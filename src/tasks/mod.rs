//! Named, dependency-ordered units of work.
//!
//! Each task drives a batch of resources through the reconciliation loop in
//! [`processing`]. Tasks declare prerequisites by concrete type, never by
//! string name, so a renamed task can never silently orphan a dependency.

mod context;
pub(crate) mod graph;
pub mod links;
pub mod packages;
pub mod permissions;
mod processing;
pub mod refresh;
pub mod registry;
pub mod reload;
pub mod services;
pub mod sync;

pub use context::Context;
pub use processing::{
    process_resource_states, process_resources, process_resources_remove, ProcessOpts,
    TaskResult, TaskStats,
};
pub use refresh::RefreshSignal;

use std::any::TypeId;

use anyhow::Result;

use crate::config::profiles::Profile;
use crate::logging::TaskStatus;

/// A named, schedulable unit of work.
///
/// The `'static` bound gives every concrete task struct a stable [`TypeId`],
/// which is both its identity and the currency of dependency declarations.
pub trait Task: Send + Sync + 'static {
    /// Human-readable name, shown in stage headers and the summary.
    fn name(&self) -> &str;

    /// Identity of this task. The default is right for every concrete
    /// (non-generic) task struct.
    fn task_id(&self) -> TypeId {
        TypeId::of::<Self>()
    }

    /// Tasks that must complete before this one starts, as the `TypeId`s of
    /// their concrete structs. Defaults to none.
    fn dependencies(&self) -> Vec<TypeId> {
        Vec::new()
    }

    /// Whether the task applies on this platform and profile.
    fn should_run(&self, ctx: &Context) -> bool;

    /// Do the work.
    ///
    /// # Errors
    ///
    /// Returns an error when the work fails in a way the summary should
    /// count as a task failure.
    fn run(&self, ctx: &Context) -> Result<TaskResult>;
}

/// The tasks run by `apply` (and, in forced dry-run, by `verify`).
///
/// Order in this list is the registration order: the scheduler derives the
/// execution order from dependencies and uses the list position only as a
/// deterministic tie break.
#[must_use]
pub fn all_apply_tasks(profile: &Profile) -> Vec<Box<dyn Task>> {
    let signal = RefreshSignal::new();
    vec![
        Box::new(sync::SyncRepository::new(signal.clone())),
        Box::new(reload::ReloadConfig::new(signal, profile.clone())),
        Box::new(packages::InstallPackages),
        Box::new(links::ApplyLinks),
        Box::new(permissions::ApplyPermissions),
        Box::new(services::EnableServices),
        Box::new(registry::ApplyRegistry),
    ]
}

/// The tasks run by `remove`.
#[must_use]
pub fn all_remove_tasks() -> Vec<Box<dyn Task>> {
    vec![Box::new(links::RemoveLinks)]
}

/// Run one task through the uniform wrapper: applicability check, stage
/// header, run, classification, exactly one summary record.
///
/// Returns the status that was recorded so the scheduler can decide the
/// fate of dependents.
pub fn execute(task: &dyn Task, ctx: &Context) -> TaskStatus {
    if !task.should_run(ctx) {
        ctx.log
            .debug(&format!("skipping task: {} (not applicable)", task.name()));
        ctx.log
            .record_task(task.name(), TaskStatus::NotApplicable, None);
        return TaskStatus::NotApplicable;
    }

    ctx.log.stage(task.name());

    match task.run(ctx) {
        Ok(TaskResult::Ok) => {
            ctx.log.record_task(task.name(), TaskStatus::Ok, None);
            TaskStatus::Ok
        }
        Ok(TaskResult::Skipped(reason)) => {
            ctx.log.info(&format!("skipped: {reason}"));
            ctx.log
                .record_task(task.name(), TaskStatus::Skipped, Some(&reason));
            TaskStatus::Skipped
        }
        Ok(TaskResult::DryRun) => {
            ctx.log.record_task(task.name(), TaskStatus::DryRun, None);
            TaskStatus::DryRun
        }
        Err(e) => {
            ctx.log.error(&format!("{}: {e:#}", task.name()));
            ctx.log
                .record_task(task.name(), TaskStatus::Failed, Some(&format!("{e:#}")));
            TaskStatus::Failed
        }
    }
}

***

Copy every line from the entries that contains the word "Some".

                .record_task(task.name(), TaskStatus::Skipped, Some(&reason));
                .record_task(task.name(), TaskStatus::Failed, Some(&format!("{e:#}")));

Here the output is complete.